§ AIM OF THE EXERCISE: The whole listing is to be transcribed exactly as it stands.

- - - - - - -

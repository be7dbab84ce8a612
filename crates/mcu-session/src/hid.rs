//! hidapi platform backend

use std::ffi::CString;
use std::time::Duration;

use hidapi::HidDevice;
use mcu_detect::{CandidateInterface, HidScanner};
use mcu_protocol::Frame;
use tracing::{trace, warn};

use crate::error::PlatformError;
use crate::platform::{DeviceHandle, Platform};

/// Platform backed by the system HID stack
pub struct HidPlatform {
    scanner: HidScanner,
}

impl HidPlatform {
    pub fn new() -> Result<Self, PlatformError> {
        let scanner = HidScanner::new().map_err(|e| PlatformError::Enumeration(e.to_string()))?;
        Ok(Self { scanner })
    }
}

impl Platform for HidPlatform {
    type Handle = HidHandle;

    fn enumerate_interfaces(&mut self) -> Result<Vec<CandidateInterface>, PlatformError> {
        self.scanner
            .enumerate_interfaces()
            .map_err(|e| PlatformError::Enumeration(e.to_string()))
    }

    fn open(&mut self, path: &str) -> Result<HidHandle, PlatformError> {
        let open_failed = |reason: String| PlatformError::OpenFailed {
            path: path.to_string(),
            reason,
        };
        let c_path = CString::new(path).map_err(|e| open_failed(e.to_string()))?;
        let device = self
            .scanner
            .api()
            .open_path(&c_path)
            .map_err(|e| open_failed(e.to_string()))?;
        Ok(HidHandle {
            device,
            path: path.to_string(),
        })
    }
}

/// One open HID interface
pub struct HidHandle {
    device: HidDevice,
    path: String,
}

impl DeviceHandle for HidHandle {
    fn write(&mut self, frame: &Frame) -> bool {
        // The first header byte doubles as the report id
        match self.device.write(frame.as_bytes()) {
            Ok(n) => {
                trace!("{} <- {} bytes", self.path, n);
                true
            }
            Err(e) => {
                warn!("Write to {} failed: {}", self.path, e);
                false
            }
        }
    }

    fn read(&mut self, buf: &mut [u8], timeout: Duration) -> Result<usize, PlatformError> {
        let timeout_ms = i32::try_from(timeout.as_millis()).unwrap_or(i32::MAX);
        let n = self
            .device
            .read_timeout(buf, timeout_ms)
            .map_err(|e| PlatformError::Io(e.to_string()))?;
        if n > 0 {
            trace!("{} -> {:02X?}", self.path, &buf[..n]);
        }
        Ok(n)
    }
}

- - - - - - -

§ RESPONSE TO THIS EXERCISE:
repository be7dbab84ce8a612
filename crates/mcu-session/src/hid.rs
//! hidapi platform backend

use std::ffi::CString;
use std::time::Duration;

use hidapi::HidDevice;
use mcu_detect::{CandidateInterface, HidScanner};
use mcu_protocol::Frame;
use tracing::{trace, warn};

use crate::error::PlatformError;
use crate::platform::{DeviceHandle, Platform};

/// Platform backed by the system HID stack
pub struct HidPlatform {
    scanner: HidScanner,
}

impl HidPlatform {
    pub fn new() -> Result<Self, PlatformError> {
        let scanner = HidScanner::new().map_err(|e| PlatformError::Enumeration(e.to_string()))?;
        Ok(Self { scanner })
    }
}

impl Platform for HidPlatform {
    type Handle = HidHandle;

    fn enumerate_interfaces(&mut self) -> Result<Vec<CandidateInterface>, PlatformError> {
        self.scanner
            .enumerate_interfaces()
            .map_err(|e| PlatformError::Enumeration(e.to_string()))
    }

    fn open(&mut self, path: &str) -> Result<HidHandle, PlatformError> {
        let open_failed = |reason: String| PlatformError::OpenFailed {
            path: path.to_string(),
            reason,
        };
        let c_path = CString::new(path).map_err(|e| open_failed(e.to_string()))?;
        let device = self
            .scanner
            .api()
            .open_path(&c_path)
            .map_err(|e| open_failed(e.to_string()))?;
        Ok(HidHandle {
            device,
            path: path.to_string(),
        })
    }
}

/// One open HID interface
pub struct HidHandle {
    device: HidDevice,
    path: String,
}

impl DeviceHandle for HidHandle {
    fn write(&mut self, frame: &Frame) -> bool {
        // The first header byte doubles as the report id
        match self.device.write(frame.as_bytes()) {
            Ok(n) => {
                trace!("{} <- {} bytes", self.path, n);
                true
            }
            Err(e) => {
                warn!("Write to {} failed: {}", self.path, e);
                false
            }
        }
    }

    fn read(&mut self, buf: &mut [u8], timeout: Duration) -> Result<usize, PlatformError> {
        let timeout_ms = i32::try_from(timeout.as_millis()).unwrap_or(i32::MAX);
        let n = self
            .device
            .read_timeout(buf, timeout_ms)
            .map_err(|e| PlatformError::Io(e.to_string()))?;
        if n > 0 {
            trace!("{} -> {:02X?}", self.path, &buf[..n]);
        }
        Ok(n)
    }
}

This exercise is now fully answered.